Saisi par Madame [L] [R], le juge des référés du Tribunal judiciaire de Grasse a, par décision en date du 20 décembre 2017, ordonné une expertise médicale confiée au Docteur [X], lequel a rendu son rapport le 29 mars 2018.
Par actes de commissaire de justice délivrés les 12, 15 et 16 avril 2024, Madame [L] [R] a assigné le Docteur [S] [H] et l’ONIAM, au contradictoire de la Caisse Primaire d’Assurance Maladie du VAR, devant le Tribunal judiciaire de Grasse.

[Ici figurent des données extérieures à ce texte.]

// Re-export glam for convenience
pub use glam::*;

mod aabb;
mod interval;
mod ray;
pub mod transform;

pub use aabb::Aabb;
pub use interval::Interval;
pub use ray::Ray;

#[cfg(test)]
mod tests {
    use super::*;

    #[test]
    fn test_vec3_reexport() {
        let v = Vec3::new(1.0, 2.0, 3.0);
        assert_eq!(v.dot(Vec3::X), 1.0);
        assert_eq!(v.cross(Vec3::ZERO), Vec3::ZERO);
    }

    #[test]
    fn test_mat4_vector_apply() {
        let m = Mat4::from_translation(Vec3::new(1.0, 0.0, 0.0));
        let p = m * Vec4::new(0.0, 0.0, 0.0, 1.0);
        assert_eq!(p, Vec4::new(1.0, 0.0, 0.0, 1.0));
    }
}
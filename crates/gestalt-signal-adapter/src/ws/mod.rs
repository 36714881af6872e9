/*
[INPUT]:  WebSocket URL and per-attempt event channels
[OUTPUT]: Parsed engine frames and ordered transport events
[POS]:    WebSocket layer - real-time data streams
[UPDATE]: When adding new frame types or changing connection logic
*/

pub mod client;
pub mod message;

pub use client::{TransportEvent, TransportHandle, spawn_transport};
pub use message::{
    CLIENT_CLEANUP_CODE, CLIENT_CLEANUP_REASON, ClientMessage, CloseInfo, ServerMessage,
};
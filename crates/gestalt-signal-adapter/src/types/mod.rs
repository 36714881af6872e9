/*
[INPUT]:  Signal engine and auth API schema definitions
[OUTPUT]: Typed Rust structs/enums with serialization support
[POS]:    Data layer - type definitions for API communication
[UPDATE]: When API schema changes or new types added
*/

pub mod enums;
pub mod models;
pub mod requests;
pub mod responses;

pub use enums::*;
pub use models::*;
pub use requests::*;
pub use responses::*;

Selon conclusions notifiées par voie électronique le 2 décembre 2024, Madame [L] [R] sollicite :
— de se voir déclarée recevable et bien fondée en sa demande de nouvelle expertise,
— de débouter le Docteur [S] [H] de ses demandes,
— d’ordonner le maintien dans la cause de l’ONIAM,
— d’ordonner une expertise médicale confiée à un expert judiciaire ou collège d’experts (hors PACA), spécialisés en chirurgie dentaire, avec mission détaillée au dispositif de ses écritures ;
— de surseoir à statuer sur l’indemnisation des préjudices subis dans l’attente du dépôt du rapport d’expertise médicale ;
— la condamnation du Docteur [S] [H], solidairement avec son assureur responsabilité civile professionnelle à payer à Madame [L] [R] la somme de 1 500 euros sur le fondement de l’article 700 du code de procédure civile et aux entiers dépens de l’instance ;
— de déclarer l’ordonnance à intervenir opposable à l’ONIAM et à la Caisse Primaire d’Assurance Maladie du VAR ;
— qu’il soit dit n’y avoir lieu à écarter l’exécution provisoire de la décision à intervenir ;
Selon conclusions notifiées par voie électronique le 1er juillet 2025, le Docteur [S] [H] sollicite :
— le rejet de la demande d’expertise formée par Madame [L] [R] et de l’ensemble de ses demandes dirigées à son encontre, en ce compris celles formulées au titre de l’article 700 du code de procédure civile ;
— la condamnation de Madame [L] [R] au paiement de la somme de 1 500 euros à titre de dommages et intérêts pour procédure abusive ;
— la condamnation de Madame [L] [R] au paiement de la somme de 3 500 euros au titre de l’article 700 du code de procédure civile, outre les dépens de l’instance ;
Selon conclusions notifiées par voie électronique le 13 septembre 2024, l’ONIAM sollicite :
— à titre principal, sa mise hors de cause ;
— à titre subsidiaire, qu’il lui soit donné acte qu’elle ne s’oppose pas à une nouvelle expertise complétée de la mission détaillée au dispositif de ses écritures.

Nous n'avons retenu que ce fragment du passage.